Which is to say that it's actually very complicated. Especially when the ninjas start getting involved.

Generally speaking, all the stuff that holds true about comics continuity still holds true for a book like G.I. Joe. There's multiple animated series that each exist in their own continuity, but that's no different from Batman: The Animated Series and Batman: The Brave and the Bold being ther own thing -- although Brave and the Bold is, of course, entirely in continuity with Batman '66, which is a whole other discussion. If you've got that straight, then you've got a basic handle on how G.I. Joe as a whole works. The comics are separate from the cartoons are separate from the movies are separate from my fan-fiction about Destro's best friend Christro, and so on.

That said, there are a couple of problems that complicate things just a little bit, and they're pretty unique to G.I. Joe, and the first comes from trying to figure out what the primary source material is.

With most superhero comics, this is relatively easy because, well, it's the comics. The stories in the medium where those characters originated are always going to be what "counts" the most, and even when there's a shift in continuity, like DC has been doing with universe-shattering regularity over the past 30 years, there's still going to be someone telling you what does and doesn't matter, and for what era -- usually because they love giving you that new origin story that sets everything up right after they change things.

 

G.I. Joe #1, from Marvel, Devil's Due/Image, and IDW

 

To use Batman as an example, because why wouldn't I, we've got Zero Year now giving us Batman's "official" origin, replacing Year One, which itself replaced all the stuff that was in Untold Legend of the Batman, which cleaned up and smoothed things out from the previous 30 years of Batman continuity, all the way back to Detective Comics #33 and the original origin of Batman. All of those stories "count" at various times, and they've all provided imagery that's going to stick with the character forever, and even though they're from different continuities, they're all considered to be primary source material. Batman's origin in Batman Begins wasn't really compared to the origin that was seen in Batman '89 -- although to be honest, I did see one poor misguided soul who was positively irate that Batman's parents were murdered by some insignificant thug rather than by the Joker -- it was compared to the comics. How faithful was it? How much imagery did it use from Year One? How well did it get across that information compared to what you get from the comics? All that comes from the idea that those comics are the primary source material.

G.I. Joe, on the other hand, has a lot of stuff that could be considered source material -- and a lot of it has its origins in completely different media.

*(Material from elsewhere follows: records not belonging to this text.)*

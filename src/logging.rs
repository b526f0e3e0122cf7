use std::path::PathBuf;

use directories::ProjectDirs;
use tracing::Level;
use tracing_appender::non_blocking::WorkerGuard;
use tracing_subscriber::{
    filter::EnvFilter, fmt, layer::SubscriberExt, util::SubscriberInitExt, Layer,
};

use crate::{
    config::CountdownConfig,
    result::{CountdownError, Result},
};

/// Configuration for the logging system
#[derive(Debug, Clone, PartialEq)]
pub struct LoggingConfig {
    /// Log level for console output
    pub console_level: Level,
    /// Log level for file output
    pub file_level: Level,
    /// Directory where log files should be written
    pub log_dir: Option<PathBuf>,
    /// Whether to enable JSON formatted logs for structured output
    pub json_format: bool,
    /// Mirror logs to stderr; only useful when the TUI isn't running
    pub console: bool,
}

impl Default for LoggingConfig {
    fn default() -> Self {
        Self {
            console_level: Level::INFO,
            file_level: Level::DEBUG,
            log_dir: Some(Self::default_log_dir()),
            json_format: false,
            console: false,
        }
    }
}

impl LoggingConfig {
    /// Get the OS-appropriate default log directory
    pub fn default_log_dir() -> PathBuf {
        if let Some(proj_dirs) = ProjectDirs::from("", "", "countdown") {
            // On Linux: ~/.cache/countdown
            // On macOS: ~/Library/Caches/countdown
            proj_dirs.cache_dir().to_path_buf()
        } else {
            PathBuf::from("countdown-logs")
        }
    }

    /// Create logging configuration from environment variables
    pub fn from_env() -> Self {
        Self::from_lookup(|key| std::env::var(key).ok())
    }

    fn from_lookup(lookup: impl Fn(&str) -> Option<String>) -> Self {
        let mut config = Self::default();

        if let Some(level) = lookup("COUNTDOWN_LOG_LEVEL").and_then(|l| l.parse::<Level>().ok()) {
            config.console_level = level;
            config.file_level = level;
        }

        if let Some(log_dir) = lookup("COUNTDOWN_LOG_DIR") {
            config.log_dir = Some(PathBuf::from(log_dir));
        }

        if lookup("COUNTDOWN_NO_FILE_LOGS").is_some() {
            config.log_dir = None;
        }

        if lookup("COUNTDOWN_JSON_LOGS").is_some() {
            config.json_format = true;
        }

        if lookup("COUNTDOWN_CONSOLE_LOGS").is_some() {
            config.console = true;
        }

        config
    }

    /// Applies the `log_level` key of the configuration file. "Off"
    /// disables file logging entirely.
    pub fn with_app_config(mut self, app_config: &CountdownConfig) -> Self {
        if let Some(log_level) = &app_config.log_level {
            if log_level.eq_ignore_ascii_case("off") {
                self.log_dir = None;
            } else if let Ok(level) = log_level.parse::<Level>() {
                self.console_level = level;
                self.file_level = level;
            }
        }

        self
    }
}

/// Initialize the logging system with the given configuration. The
/// returned guard must be held until shutdown to flush the file writer.
pub fn init_logging(config: LoggingConfig) -> Result<Option<WorkerGuard>> {
    let mut layers = vec![];
    let mut guard = None;

    if let Some(log_dir) = &config.log_dir {
        std::fs::create_dir_all(log_dir).map_err(|e| {
            CountdownError::GeneralError(format!("failed to create log directory: {e}").into())
        })?;

        let file_appender = tracing_appender::rolling::daily(log_dir, "countdown.log");
        let (non_blocking, file_guard) = tracing_appender::non_blocking(file_appender);
        guard = Some(file_guard);

        let filter = EnvFilter::builder()
            .with_default_directive(config.file_level.into())
            .from_env_lossy();

        let file_layer = if config.json_format {
            fmt::layer().json().with_writer(non_blocking).with_filter(filter).boxed()
        } else {
            fmt::layer().with_writer(non_blocking).with_filter(filter).boxed()
        };

        layers.push(file_layer);
    }

    if config.console {
        let console_layer = fmt::layer()
            .with_writer(std::io::stderr)
            .with_target(true)
            .with_file(false)
            .with_line_number(false)
            .with_filter(
                EnvFilter::builder()
                    .with_default_directive(config.console_level.into())
                    .from_env_lossy(),
            )
            .boxed();

        layers.push(console_layer);
    }

    tracing_subscriber::registry()
        .with(layers)
        .try_init()
        .map_err(|e| CountdownError::GeneralError(format!("failed to initialize logging: {e}").into()))?;

    Ok(guard)
}
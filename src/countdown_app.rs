use std::{io::Write, sync::mpsc::Sender};

use chrono::Local;
use tracing::{info, warn};

use crate::{
    clock::{Clock, SystemClock},
    countdown::{Countdown, CountdownState},
    dispatcher::Dispatcher,
    event::CountdownEvent,
    input::InputProcessor,
    locale::{Caption, Locale},
    notice_service::{Notice, NoticeLevel, NoticeService},
    time::{Delta, Timestamp},
    ui::{widget::NotificationState, StatefulWidgets},
};

/// Behaviour toggles that come from the config file and the command line.
#[derive(Debug, Default, Clone, Copy, PartialEq, Eq)]
pub struct AppOptions {
    pub exit_on_timeout: bool,
    pub bell: bool,
}

pub struct CountdownApp<C: Clock = SystemClock> {
    running: bool,
    countdown: Countdown,
    clock: C,
    locale: Locale,
    options: AppOptions,
    exit_countdown: Option<u32>,
    notices: NoticeService,
    input: InputProcessor,
}

impl<C: Clock> CountdownApp<C> {
    pub fn new(
        sender: Sender<CountdownEvent>,
        target: Timestamp,
        clock: C,
        locale: Locale,
        options: AppOptions,
    ) -> Self {
        let countdown = {
            let sender = sender.clone();
            Countdown::new(target)
                .on_timeout(move |target| sender.dispatch(CountdownEvent::CountdownTimedOut(target)))
        };

        Self {
            running: true,
            countdown,
            clock,
            locale,
            options,
            exit_countdown: None,
            notices: NoticeService::new(),
            input: InputProcessor::new(sender),
        }
    }

    pub fn apply(&mut self, event: CountdownEvent, ui: &mut StatefulWidgets) {
        self.input.apply(&event);
        self.notices.apply(&event);

        match event {
            CountdownEvent::AppExit => self.running = false,
            CountdownEvent::AppTick => self.on_tick(),
            CountdownEvent::CountdownToggle => {
                let state = self.countdown.toggle();
                info!(state = state.label(), "countdown state changed");
            },
            CountdownEvent::CountdownTimedOut(target) => self.on_timed_out(target),
            CountdownEvent::AppError(e) => warn!(error = %e, "application error"),
            CountdownEvent::NotificationLast => {
                if let Some(notice) = self.notices.last_notification() {
                    ui.notice = Some(NotificationState::new(notice.clone()));
                }
            },
            _ => {},
        }

        // errors take precedence over whatever info notice is on screen
        if self.notices.has_error() && ui.notice.as_ref().is_some_and(|n| n.notice.level == NoticeLevel::Info) {
            ui.notice = None;
        }

        if ui.notice.is_none() {
            if let Some(notice) = self.pop_notice() {
                ui.notice = Some(NotificationState::new(notice));
            }
        }
    }

    fn on_tick(&mut self) {
        self.countdown.tick_with(&self.clock);

        match self.exit_countdown {
            Some(0) => self.running = false,
            Some(n) => self.exit_countdown = Some(n - 1),
            None => {},
        }
    }

    fn on_timed_out(&mut self, target: Timestamp) {
        info!(target_ms = target, "countdown finished");

        if self.options.bell {
            ring_bell();
        }

        if self.options.exit_on_timeout {
            // leave the notice on screen for one more tick
            self.exit_countdown = Some(0);
        }
    }

    pub fn state(&self) -> CountdownState {
        self.countdown.state()
    }

    pub fn remaining(&self) -> Delta {
        self.countdown.delta(self.clock.now_millis())
    }

    pub fn caption(&self) -> Option<Caption> {
        self.countdown.caption(self.locale, &Local)
    }

    pub fn locale(&self) -> Locale {
        self.locale
    }

    pub fn is_running(&self) -> bool {
        self.running
    }

    pub fn pop_notice(&mut self) -> Option<Notice> {
        self.notices.pop_notice()
    }
}

fn ring_bell() {
    let mut stdout = std::io::stdout();
    if let Err(e) = stdout.write_all(b"\x07").and_then(|_| stdout.flush()) {
        warn!(error = %e, "failed to ring terminal bell");
    }
}

#[cfg(test)]
mod tests {
    use std::sync::mpsc::{self, Receiver};

    use crossterm::event::{KeyCode, KeyEvent, KeyModifiers};

    use super::*;
    use crate::{clock::ManualClock, notice_service::NoticeMessage, ui::INFO_NOTICE_TICKS};

    struct Harness {
        app: CountdownApp<std::rc::Rc<ManualClock>>,
        clock: std::rc::Rc<ManualClock>,
        ui: StatefulWidgets,
        receiver: Receiver<CountdownEvent>,
    }

    impl Harness {
        fn new(target: Timestamp, options: AppOptions) -> Self {
            let (sender, receiver) = mpsc::channel();
            let clock = std::rc::Rc::new(ManualClock::new(0));
            let app = CountdownApp::new(sender, target, clock.clone(), Locale::English, options);
            Self { app, clock, ui: StatefulWidgets::new(), receiver }
        }

        /// Applies `event` and everything it dispatches, like the main loop does.
        fn apply(&mut self, event: CountdownEvent) {
            self.ui.apply(&event);
            self.app.apply(event, &mut self.ui);
            while let Ok(event) = self.receiver.try_recv() {
                self.ui.apply(&event);
                self.app.apply(event, &mut self.ui);
            }
        }

        fn key(&mut self, code: KeyCode) {
            self.apply(CountdownEvent::InputKey(KeyEvent::new(code, KeyModifiers::NONE)));
        }
    }

    #[test]
    fn test_key_toggles_pause() {
        let mut h = Harness::new(10_000, AppOptions::default());
        h.key(KeyCode::Char(' '));
        assert_eq!(h.app.state(), CountdownState::Paused);
        h.key(KeyCode::Char('p'));
        assert_eq!(h.app.state(), CountdownState::Running);
    }

    #[test]
    fn test_timeout_shows_notice_once() {
        let mut h = Harness::new(1_000, AppOptions::default());
        h.apply(CountdownEvent::AppTick);
        assert!(h.ui.notice.is_none());

        h.clock.set(1_001);
        h.apply(CountdownEvent::AppTick);
        assert_eq!(h.app.state(), CountdownState::TimedOut);
        let notice = h.ui.notice.as_ref().unwrap();
        assert_eq!(notice.notice.message, NoticeMessage::CountdownFinished(1_000));

        h.key(KeyCode::Char('d'));
        assert!(h.ui.notice.is_none());

        h.clock.advance(5_000);
        h.apply(CountdownEvent::AppTick);
        assert!(h.ui.notice.is_none());
        assert!(h.app.is_running());
    }

    #[test]
    fn test_finished_notice_expires_after_ticks() {
        let mut h = Harness::new(0, AppOptions::default());
        h.clock.set(1);
        h.apply(CountdownEvent::AppTick);
        assert!(h.ui.notice.is_some());

        for _ in 1..INFO_NOTICE_TICKS {
            h.apply(CountdownEvent::AppTick);
        }
        assert!(h.ui.notice.is_some());

        h.apply(CountdownEvent::AppTick);
        assert!(h.ui.notice.is_none());
        assert!(h.app.is_running());
    }

    #[test]
    fn test_error_notice_outlives_ticks() {
        let mut h = Harness::new(60_000, AppOptions::default());
        h.apply(CountdownEvent::AppError(crate::result::CountdownError::Terminal("lost".into())));

        for _ in 0..INFO_NOTICE_TICKS * 2 {
            h.apply(CountdownEvent::AppTick);
        }
        assert_eq!(h.ui.notice.as_ref().unwrap().notice.level, NoticeLevel::Error);
    }

    #[test]
    fn test_last_key_recalls_dismissed_notice() {
        let mut h = Harness::new(10_000, AppOptions::default());
        h.key(KeyCode::Char('a'));
        assert!(h.ui.notice.is_none());

        h.clock.set(10_001);
        h.apply(CountdownEvent::AppTick);
        h.key(KeyCode::Char('d'));
        assert!(h.ui.notice.is_none());

        h.key(KeyCode::Char('a'));
        let notice = h.ui.notice.as_ref().unwrap();
        assert_eq!(notice.notice.message, NoticeMessage::CountdownFinished(10_000));
        assert_eq!(notice.ticks_shown, 0);
    }

    #[test]
    fn test_toggle_ignored_after_timeout() {
        let mut h = Harness::new(0, AppOptions::default());
        h.clock.set(10);
        h.apply(CountdownEvent::AppTick);
        h.key(KeyCode::Char('p'));
        assert_eq!(h.app.state(), CountdownState::TimedOut);
    }

    #[test]
    fn test_exit_on_timeout_waits_one_tick() {
        let options = AppOptions { exit_on_timeout: true, ..Default::default() };
        let mut h = Harness::new(0, options);
        h.clock.set(10);

        h.apply(CountdownEvent::AppTick);
        assert!(h.app.is_running());
        assert!(h.ui.notice.is_some());

        h.apply(CountdownEvent::AppTick);
        assert!(!h.app.is_running());
    }

    #[test]
    fn test_quit_key() {
        let mut h = Harness::new(10_000, AppOptions::default());
        h.key(KeyCode::Char('q'));
        assert!(!h.app.is_running());
    }

    #[test]
    fn test_remaining_tracks_clock_while_paused() {
        let mut h = Harness::new(10 * 60_000, AppOptions::default());
        h.key(KeyCode::Char('p'));
        assert_eq!(h.app.remaining(), Delta::new(0, 10, 0));

        h.clock.advance(61_000);
        assert_eq!(h.app.remaining(), Delta::new(0, 8, 59));
    }

    #[test]
    fn test_error_replaces_info_notice() {
        let mut h = Harness::new(0, AppOptions::default());
        h.clock.set(1);
        h.apply(CountdownEvent::AppTick);
        assert_eq!(h.ui.notice.as_ref().unwrap().notice.level, NoticeLevel::Info);

        h.apply(CountdownEvent::AppError(crate::result::CountdownError::Terminal("lost".into())));
        assert_eq!(h.ui.notice.as_ref().unwrap().notice.level, NoticeLevel::Error);
    }
}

It's a pretty well-known piece of trivia that the original concept for G.I. Joe was a pitch that Larry Hama came up with while working as an editor at Marvel, built around the idea of reintroducing the Howling Commandos as S.H.I.E.L.D.'s daring, highly-trained Special Missions Force, battling the forces of HYDRA. When Hasbro was looking to revive G.I. Joe with a new series of figures, Hama's original idea was used as the template. The Commandos became the Joes, HYDRA became COBRA, and Marvel and Hasbro entered into a happy partnership that would last for the next 13 years.

Given all of that, it'd be easy to pin down Hama's run on the comics -- of the original 155-issue run, Hama wrote 154, with the odd man out being a solo adventure for Clutch penned by Steven Grant -- as the definitive source material, and you'd be right to do so. Unfortunately, there's a problem with that.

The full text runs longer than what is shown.